Learn SQL from basic queries to Advance queries
 
Predictably Improve Your B2B Tech Company's Performance by Leveraging Data
Predictably Improve Your B2B Tech Company's Performance by Leveraging DataPredictably Improve Your B2B Tech Company's Performance by Leveraging Data
Predictably Improve Your B2B Tech Company's Performance by Leveraging Data
 
Experts live - Improving user adoption with AI
Experts live - Improving user adoption with AIExperts live - Improving user adoption with AI
Experts live - Improving user adoption with AI
 
A presentation that explain the Power BI Licensing
A presentation that explain the Power BI LicensingA presentation that explain the Power BI Licensing
A presentation that explain the Power BI Licensing
 
Population Growth in Bataan: The effects of population growth around rural pl...
Population Growth in Bataan: The effects of population growth around rural pl...Population Growth in Bataan: The effects of population growth around rural pl...
Population Growth in Bataan: The effects of population growth around rural pl...
 
Palo Alto Cortex XDR presentation .......
Palo Alto Cortex XDR presentation .......Palo Alto Cortex XDR presentation .......
Palo Alto Cortex XDR presentation .......
 
My burning issue is homelessness K.C.M.O.
My burning issue is homelessness K.C.M.O.My burning issue is homelessness K.C.M.O.
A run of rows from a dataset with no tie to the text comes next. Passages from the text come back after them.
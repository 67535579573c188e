mod csv;
mod json;
mod text;

use rolling_stats::Stats;
use serde::Serialize;

use crate::batch::LambdaSample;
use crate::tides::phase_factor;

#[derive(Debug, Clone, Copy, PartialEq, Eq, Default, clap::ValueEnum)]
pub enum OutputFormat {
    #[default]
    Text,
    Json,
    Csv,
}

/// A row that can be written in every output format
pub trait Record: Serialize {
    const CSV_HEADER: &'static str;

    fn csv_fields(&self) -> Vec<String>;

    fn text(&self, verbose: bool) -> String;
}

impl OutputFormat {
    pub fn header<R: Record>(self) -> Option<&'static str> {
        match self {
            OutputFormat::Csv => Some(R::CSV_HEADER),
            OutputFormat::Text | OutputFormat::Json => None,
        }
    }

    pub fn format<R: Record>(self, record: &R, verbose: bool) -> String {
        match self {
            OutputFormat::Text => text::format(record, verbose),
            OutputFormat::Json => json::format(record),
            OutputFormat::Csv => csv::format(record),
        }
    }
}

/// Dissipative phase at one frequency
#[derive(Debug, Clone, Copy, PartialEq, Serialize)]
pub struct PhaseRow {
    pub frequency: f64,
    pub phase: f64,
}

impl Record for PhaseRow {
    const CSV_HEADER: &'static str = "frequency,phase";

    fn csv_fields(&self) -> Vec<String> {
        vec![format!("{}", self.frequency), format!("{:e}", self.phase)]
    }

    fn text(&self, verbose: bool) -> String {
        if verbose {
            let factor = phase_factor(self.phase);
            format!(
                "f: {:>10.4} Hz  dphi: {:>+14.6e} rad  exp(-i dphi): {:+.6} {:+.6}i",
                self.frequency, self.phase, factor.re, factor.im
            )
        } else {
            format!("f: {:>10.4} Hz  dphi: {:>+14.6e} rad", self.frequency, self.phase)
        }
    }
}

impl Record for LambdaSample {
    const CSV_HEADER: &'static str = "lambda_s,mass_ratio,lambda_a,lambda_1,lambda_2";

    fn csv_fields(&self) -> Vec<String> {
        [
            self.lambda_s,
            self.mass_ratio,
            self.lambda_a,
            self.lambda_1,
            self.lambda_2,
        ]
        .iter()
        .map(|v| format!("{:.6}", v))
        .collect()
    }

    fn text(&self, verbose: bool) -> String {
        if verbose {
            format!(
                "lambda_s: {:>9.3}  q: {:.4}  lambda_a: {:>9.3}  lambda_1: {:>9.3}  lambda_2: {:>9.3}",
                self.lambda_s, self.mass_ratio, self.lambda_a, self.lambda_1, self.lambda_2
            )
        } else {
            format!(
                "lambda_1: {:>9.3}  lambda_2: {:>9.3}",
                self.lambda_1, self.lambda_2
            )
        }
    }
}

/// Summary statistics of a set of samples
#[derive(Debug, Clone, Copy, PartialEq, Serialize)]
pub struct SampleSummary {
    pub count: usize,
    pub mean: f64,
    pub std_dev: f64,
    pub min: f64,
    pub max: f64,
}

impl SampleSummary {
    pub fn from_values(values: impl IntoIterator<Item = f64>) -> Option<Self> {
        let mut stats: Stats<f64> = Stats::new();
        for value in values {
            stats.update(value);
        }
        Self::from_stats(&stats)
    }

    pub fn from_stats(stats: &Stats<f64>) -> Option<Self> {
        if stats.count == 0 {
            return None;
        }
        Some(Self {
            count: stats.count,
            mean: stats.mean,
            std_dev: stats.std_dev,
            min: stats.min,
            max: stats.max,
        })
    }
}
My burning issue is homelessness K.C.M.O.
 
办(uts毕业证书)悉尼科技大学毕业证学历证书原版一模一样
办(uts毕业证书)悉尼科技大学毕业证学历证书原版一模一样办(uts毕业证书)悉尼科技大学毕业证学历证书原版一模一样
办(uts毕业证书)悉尼科技大学毕业证学历证书原版一模一样
 
Udemy_2024_Global_Learning_Skills_Trends_Report (1).pdf
Udemy_2024_Global_Learning_Skills_Trends_Report (1).pdfUdemy_2024_Global_Learning_Skills_Trends_Report (1).pdf
Udemy_2024_Global_Learning_Skills_Trends_Report (1).pdf
 
一比一原版(爱大毕业证书)爱丁堡大学毕业证如何办理
一比一原版(爱大毕业证书)爱丁堡大学毕业证如何办理一比一原版(爱大毕业证书)爱丁堡大学毕业证如何办理
一比一原版(爱大毕业证书)爱丁堡大学毕业证如何办理
 
End-to-end pipeline agility - Berlin Buzzwords 2024
End-to-end pipeline agility - Berlin Buzzwords 2024End-to-end pipeline agility - Berlin Buzzwords 2024
End-to-end pipeline agility - Berlin Buzzwords 2024
 
Challenges of Nation Building-1.pptx with more important
Challenges of Nation Building-1.pptx with more importantChallenges of Nation Building-1.pptx with more important
Challenges of Nation Building-1.pptx with more important
 
一比一原版(UCSB文凭证书)圣芭芭拉分校毕业证如何办理
一比一原版(UCSB文凭证书)圣芭芭拉分校毕业证如何办理一比一原版(UCSB文凭证书)圣芭芭拉分校毕业证如何办理
一比一原版(UCSB文凭证书)圣芭芭拉分校毕业证如何办理
 
The Ipsos - AI - Monitor 2024 Report.pdf
The  Ipsos - AI - Monitor 2024 Report.pdfThe  Ipsos - AI - Monitor 2024 Report.pdf
The Ipsos - AI - Monitor 2024 Report.pdf
 
Everything you wanted to know about LIHTC
Everything you wanted to know about LIHTCEverything you wanted to know about LIHTC
Everything you wanted to know about LIHTC
 
Global Situational Awareness of A.I. and where its headed
Global Situational Awareness of A.I. and where its headedGlobal Situational Awareness of A.I. and where its headed
Global Situational Awareness of A.I. and where its headed
 
一比一原版(Coventry毕业证书)考文垂大学毕业证如何办理
一比一原版(Coventry毕业证书)考文垂大学毕业证如何办理一比一原版(Coventry毕业证书)考文垂大学毕业证如何办理
一比一原版(Coventry毕业证书)考文垂大学毕业证如何办理
 
Intelligence supported media monitoring in veterinary medicine
Intelligence supported media monitoring in veterinary medicineIntelligence supported media monitoring in veterinary medicine
Intelligence supported media monitoring in veterinary medicine
 

Reinforcement learning:policy gradient (part 1)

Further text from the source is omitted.